The neuron olfactory receptors in the nose are projected extensions of the original nose, which is the bulbs deep under the “new” brain, same as the neuron light receptors are eyeballs on the ends of the optic nerves that extend back to the real sight deciphering organs at the back of the head, close to the top of the old brain.  All this description is merely meant to evoke your own associations, especially those that are deep in the old brain, the limbic system, where the real meanings are felt, not just asserted.
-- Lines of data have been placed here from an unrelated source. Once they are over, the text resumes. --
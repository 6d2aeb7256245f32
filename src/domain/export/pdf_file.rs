//! Minimal PDF 1.4 writer for the restock table.
//!
//! Only the standard Helvetica fonts are used, so no font embedding is needed; every string is
//! folded to ASCII first (see [`super::ascii`]).

use super::ascii::to_ascii;
use crate::domain::analytics::RestockItem;
use chrono::NaiveDate;

const PAGE_WIDTH: u32 = 595;
const PAGE_HEIGHT: u32 = 842;
const MARGIN_LEFT: u32 = 50;
const ROWS_PER_PAGE: usize = 36;
const ROW_HEIGHT: u32 = 18;
const FONT_SIZE: u32 = 10;
const MIN_NAME_FONT_SIZE: u32 = 5;
/// Name characters that fit the first column at [`FONT_SIZE`].
const NAME_CHARS_AT_FULL_SIZE: usize = 48;
const MAX_NAME_LINES: usize = 3;
const NAME_LEADING: u32 = 6;
/// x positions of: name, quantity, minimum, to order.
const COLUMNS: [u32; 4] = [50, 330, 410, 490];

const CATALOG_ID: usize = 1;
const PAGES_ID: usize = 2;
const FONT_ID: usize = 3;
const FONT_BOLD_ID: usize = 4;
const FIRST_PAGE_ID: usize = 5;

struct PdfWriter {
    buf: Vec<u8>,
    offsets: Vec<usize>,
}

impl PdfWriter {
    fn new(object_count: usize) -> Self {
        let mut buf = Vec::new();
        buf.extend_from_slice(b"%PDF-1.4\n");
        Self {
            buf,
            offsets: vec![0; object_count],
        }
    }

    fn object(&mut self, id: usize, body: &str) {
        self.offsets[id - 1] = self.buf.len();
        self.buf
            .extend_from_slice(format!("{} 0 obj\n{}\nendobj\n", id, body).as_bytes());
    }

    fn stream(&mut self, id: usize, content: &str) {
        let body = format!(
            "<< /Length {} >>\nstream\n{}\nendstream",
            content.len(),
            content
        );
        self.object(id, &body);
    }

    fn finish(mut self) -> Vec<u8> {
        let xref_offset = self.buf.len();
        let mut xref = format!("xref\n0 {}\n0000000000 65535 f \n", self.offsets.len() + 1);
        for offset in &self.offsets {
            xref.push_str(&format!("{:010} 00000 n \n", offset));
        }
        xref.push_str(&format!(
            "trailer\n<< /Size {} /Root {} 0 R >>\nstartxref\n{}\n%%EOF\n",
            self.offsets.len() + 1,
            CATALOG_ID,
            xref_offset
        ));
        self.buf.extend_from_slice(xref.as_bytes());
        self.buf
    }
}

/// Escapes a PDF literal string.
fn escape(text: &str) -> String {
    let mut out = String::with_capacity(text.len());
    for c in to_ascii(text).chars() {
        if matches!(c, '(' | ')' | '\\') {
            out.push('\\');
        }
        out.push(c);
    }
    out
}

fn text(content: &mut String, font: &str, size: u32, x: u32, y: u32, value: &str) {
    content.push_str(&format!(
        "BT /{} {} Tf {} {} Td ({}) Tj ET\n",
        font,
        size,
        x,
        y,
        escape(value)
    ));
}

/// Lays a product name out in the first column: long names get a smaller font, and past the
/// smallest size they wrap onto up to [`MAX_NAME_LINES`] lines within the row.
fn name_lines(name: &str) -> (u32, Vec<String>) {
    let chars: Vec<char> = name.chars().collect();
    if chars.len() <= NAME_CHARS_AT_FULL_SIZE {
        return (FONT_SIZE, vec![name.to_string()]);
    }
    let size = (FONT_SIZE as usize * NAME_CHARS_AT_FULL_SIZE / chars.len()) as u32;
    if size >= MIN_NAME_FONT_SIZE {
        return (size, vec![name.to_string()]);
    }

    let per_line = NAME_CHARS_AT_FULL_SIZE * (FONT_SIZE / MIN_NAME_FONT_SIZE) as usize;
    let mut lines: Vec<String> = chars
        .chunks(per_line)
        .map(|chunk| chunk.iter().collect())
        .collect();
    if lines.len() > MAX_NAME_LINES {
        lines.truncate(MAX_NAME_LINES);
        if let Some(last) = lines.last_mut() {
            *last = last.chars().take(per_line - 3).collect::<String>() + "...";
        }
    }
    (MIN_NAME_FONT_SIZE, lines)
}

fn page_content(
    rows: &[RestockItem],
    page: usize,
    page_count: usize,
    generated_on: NaiveDate,
) -> String {
    let mut content = String::new();
    let top = PAGE_HEIGHT - 42;
    text(&mut content, "F2", 16, MARGIN_LEFT, top, "Restock order");
    text(
        &mut content,
        "F1",
        9,
        MARGIN_LEFT,
        top - 18,
        &format!(
            "Generated {}  -  page {} of {}",
            generated_on.format("%Y-%m-%d"),
            page + 1,
            page_count
        ),
    );

    let header_y = top - 50;
    for (x, label) in COLUMNS.iter().zip(["Product", "Quantity", "Minimum", "To order"]) {
        text(&mut content, "F2", 10, *x, header_y, label);
    }
    content.push_str(&format!(
        "0.5 w {} {} m {} {} l S\n",
        MARGIN_LEFT,
        header_y - 6,
        PAGE_WIDTH - MARGIN_LEFT,
        header_y - 6
    ));

    if rows.is_empty() {
        text(
            &mut content,
            "F1",
            10,
            MARGIN_LEFT,
            header_y - ROW_HEIGHT - 4,
            "Nothing to restock: every product is at or above its minimum.",
        );
        return content;
    }

    let mut y = header_y - ROW_HEIGHT - 4;
    for row in rows {
        let (size, lines) = name_lines(&row.name);
        let first_y = y + NAME_LEADING / 2 * (lines.len() as u32 - 1);
        for (i, line) in lines.iter().enumerate() {
            let line_y = first_y - NAME_LEADING * i as u32;
            text(&mut content, "F1", size, COLUMNS[0], line_y, line);
        }
        let cells = [
            row.quantity.to_string(),
            row.min_stock.to_string(),
            row.to_order.to_string(),
        ];
        for (x, cell) in COLUMNS[1..].iter().zip(cells.iter()) {
            text(&mut content, "F1", FONT_SIZE, *x, y, cell);
        }
        y -= ROW_HEIGHT;
    }
    content
}

/// Renders the restock list as a paginated PDF table.
pub fn restock_pdf(items: &[RestockItem], generated_on: NaiveDate) -> Vec<u8> {
    let pages: Vec<&[RestockItem]> = if items.is_empty() {
        vec![items]
    } else {
        items.chunks(ROWS_PER_PAGE).collect()
    };
    let page_count = pages.len();
    let mut pdf = PdfWriter::new(FIRST_PAGE_ID - 1 + page_count * 2);

    pdf.object(CATALOG_ID, &format!("<< /Type /Catalog /Pages {} 0 R >>", PAGES_ID));
    let kids: Vec<String> = (0..page_count)
        .map(|i| format!("{} 0 R", FIRST_PAGE_ID + i * 2))
        .collect();
    pdf.object(
        PAGES_ID,
        &format!(
            "<< /Type /Pages /Kids [{}] /Count {} >>",
            kids.join(" "),
            page_count
        ),
    );
    pdf.object(
        FONT_ID,
        "<< /Type /Font /Subtype /Type1 /BaseFont /Helvetica /Encoding /WinAnsiEncoding >>",
    );
    pdf.object(
        FONT_BOLD_ID,
        "<< /Type /Font /Subtype /Type1 /BaseFont /Helvetica-Bold /Encoding /WinAnsiEncoding >>",
    );

    for (i, rows) in pages.iter().enumerate() {
        let page_id = FIRST_PAGE_ID + i * 2;
        let content_id = page_id + 1;
        pdf.object(
            page_id,
            &format!(
                "<< /Type /Page /Parent {} 0 R /MediaBox [0 0 {} {}] \
                 /Resources << /Font << /F1 {} 0 R /F2 {} 0 R >> >> /Contents {} 0 R >>",
                PAGES_ID, PAGE_WIDTH, PAGE_HEIGHT, FONT_ID, FONT_BOLD_ID, content_id
            ),
        );
        pdf.stream(content_id, &page_content(rows, i, page_count, generated_on));
    }

    pdf.finish()
}

#[cfg(test)]
mod tests {
    use super::*;

    fn items(n: usize) -> Vec<RestockItem> {
        (0..n)
            .map(|i| RestockItem {
                product_id: i as i64,
                name: format!("Item {}", i),
                quantity: 1,
                min_stock: 5,
                to_order: 4,
            })
            .collect()
    }

    fn date() -> NaiveDate {
        NaiveDate::from_ymd_opt(2024, 5, 1).unwrap()
    }

    fn as_text(bytes: &[u8]) -> String {
        String::from_utf8_lossy(bytes).into_owned()
    }

    #[test]
    fn empty_list_is_a_single_page() {
        let pdf = as_text(&restock_pdf(&[], date()));
        assert!(pdf.starts_with("%PDF-1.4"));
        assert!(pdf.ends_with("%%EOF\n"));
        assert!(pdf.contains("/Count 1"));
        assert!(pdf.contains("Nothing to restock"));
    }

    #[test]
    fn paginates_rows() {
        let pdf = as_text(&restock_pdf(&items(ROWS_PER_PAGE * 2 + 1), date()));
        assert!(pdf.contains("/Count 3"));
        assert!(pdf.contains("page 3 of 3"));
        assert!(pdf.contains(&format!("(Item {})", ROWS_PER_PAGE * 2)));
    }

    #[test]
    fn names_are_folded_and_escaped() {
        let mut list = items(1);
        list[0].name = "Śruba (M6) \\ ocynk".to_string();
        let pdf = as_text(&restock_pdf(&list, date()));
        assert!(pdf.contains("(Sruba \\(M6\\) \\\\ ocynk) Tj"));
    }

    #[test]
    fn xref_offsets_point_at_objects() {
        let bytes = restock_pdf(&items(40), date());
        let pdf = as_text(&bytes);

        let startxref = pdf.rfind("startxref\n").unwrap() + "startxref\n".len();
        let xref_offset: usize = pdf[startxref..].lines().next().unwrap().parse().unwrap();
        assert!(pdf[xref_offset..].starts_with("xref\n"));

        let entries: Vec<&str> = pdf[xref_offset..]
            .lines()
            .skip(3)
            .take_while(|l| l.ends_with(" n "))
            .collect();
        assert_eq!(entries.len(), FIRST_PAGE_ID - 1 + 2 * 2);
        for (i, entry) in entries.iter().enumerate() {
            let offset: usize = entry[..10].parse().unwrap();
            assert!(pdf[offset..].starts_with(&format!("{} 0 obj", i + 1)));
        }
    }

    #[test]
    fn long_names_shrink_before_they_wrap() {
        let (size, lines) = name_lines("Hammer");
        assert_eq!((size, lines.len()), (FONT_SIZE, 1));

        let (size, lines) = name_lines(&"x".repeat(NAME_CHARS_AT_FULL_SIZE + 12));
        assert_eq!(size, 8);
        assert_eq!(lines[0].len(), NAME_CHARS_AT_FULL_SIZE + 12);

        let name = "y".repeat(250);
        let (size, lines) = name_lines(&name);
        assert_eq!(size, MIN_NAME_FONT_SIZE);
        assert_eq!(lines.len(), 3);
        assert_eq!(lines.concat(), name);
    }

    #[test]
    fn wrapped_names_stay_complete_in_the_document() {
        let mut list = items(1);
        list[0].name = format!("{}{}", "a".repeat(96), "b".repeat(20));
        let pdf = as_text(&restock_pdf(&list, date()));
        assert!(pdf.contains(&format!("/F1 5 Tf 50 {} Td ({}) Tj", 731, "a".repeat(96))));
        assert!(pdf.contains(&format!("/F1 5 Tf 50 {} Td ({}) Tj", 725, "b".repeat(20))));
    }
}
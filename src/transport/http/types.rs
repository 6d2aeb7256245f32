use crate::app::inventory_service::InventoryService;
use axum::extract::rejection::JsonRejection;
use axum::http::StatusCode;
use axum::Json;
use serde::{Deserialize, Serialize};
use serde_json::Value as JsonValue;
use std::sync::Arc;
use utoipa::{IntoParams, ToSchema};

#[derive(Clone)]
pub struct AppState {
    pub service: Arc<InventoryService>,
}

#[derive(Serialize, Debug, ToSchema)]
pub struct ApiResponse {
    pub success: bool,
    #[serde(skip_serializing_if = "Option::is_none")]
    #[schema(value_type = Object)]
    pub data: Option<JsonValue>,
    #[serde(skip_serializing_if = "Option::is_none")]
    pub error: Option<String>,
}

#[derive(Deserialize, Debug, ToSchema)]
pub struct RestockRequest {
    /// Units delivered; must be positive.
    pub amount: i64,
}

#[derive(Deserialize, Debug, ToSchema)]
pub struct RestockByNameRequest {
    /// Exact product name; every product with this name is restocked.
    pub name: String,
    pub amount: i64,
}

/// Exact-name filter for bulk deletes.
#[derive(Deserialize, Debug, IntoParams)]
pub struct NameQuery {
    pub name: String,
}

pub fn json_422(err: JsonRejection, expected: &str) -> (StatusCode, Json<ApiResponse>) {
    (
        StatusCode::UNPROCESSABLE_ENTITY,
        Json(ApiResponse {
            success: false,
            data: None,
            error: Some(format!("Invalid JSON body: {} (expected: {})", err, expected)),
        }),
    )
}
This is not a pitch for scented candles in the sanctuary.  Many of them are toxic offenders -- I’ve known them to make people faint -- which is why beeswax is recommended.  It’s a benign sweet smell.  Nor am I saying one should sprinkle cinnamon or mint leaves around or install one of those scent dispensers they use in stores to make you happy enough to fork out money -- though that’s a thought!  Rather this is an invitation to sit in your religious place and "see" what you smell.  Reflect about your own personal smell associations, because they won’t be the same as everyone else’s -- and yet you might share some.  

Aside from the intriguing poetics of smell, it is good to consider the patterns that develop under different contexts.  Right now, disconcertingly, “touch” may be more toxic, allergic and contagious than smell.  Due to fears about Ebola and flu, we are encouraged not to shake hands, but so far as I know no one has invited people to “pass the peace” by the suggested substitute:  bumping elbows.  Kissing and hugging, of course, are out, which does not worry we former stiff Presbyterians who were never into it anyway.

If smell and touch are dangerous, sight and sound must take up the slack unless we begin to eat in church beyond Communion, which has also worried people who fear germs.  But religious institutions have always been good about providing images and music, printed words and spoken words.  It is recovering senses of spiritual individuality and coordinating them into a welcoming and meaningful communal experience that presents the challenge.  The basic forces of life are survival of the individual and survival of the group.  One of the functions of religious institutions is to keep the individual and the group from damaging each other -- helping them reinforce each other.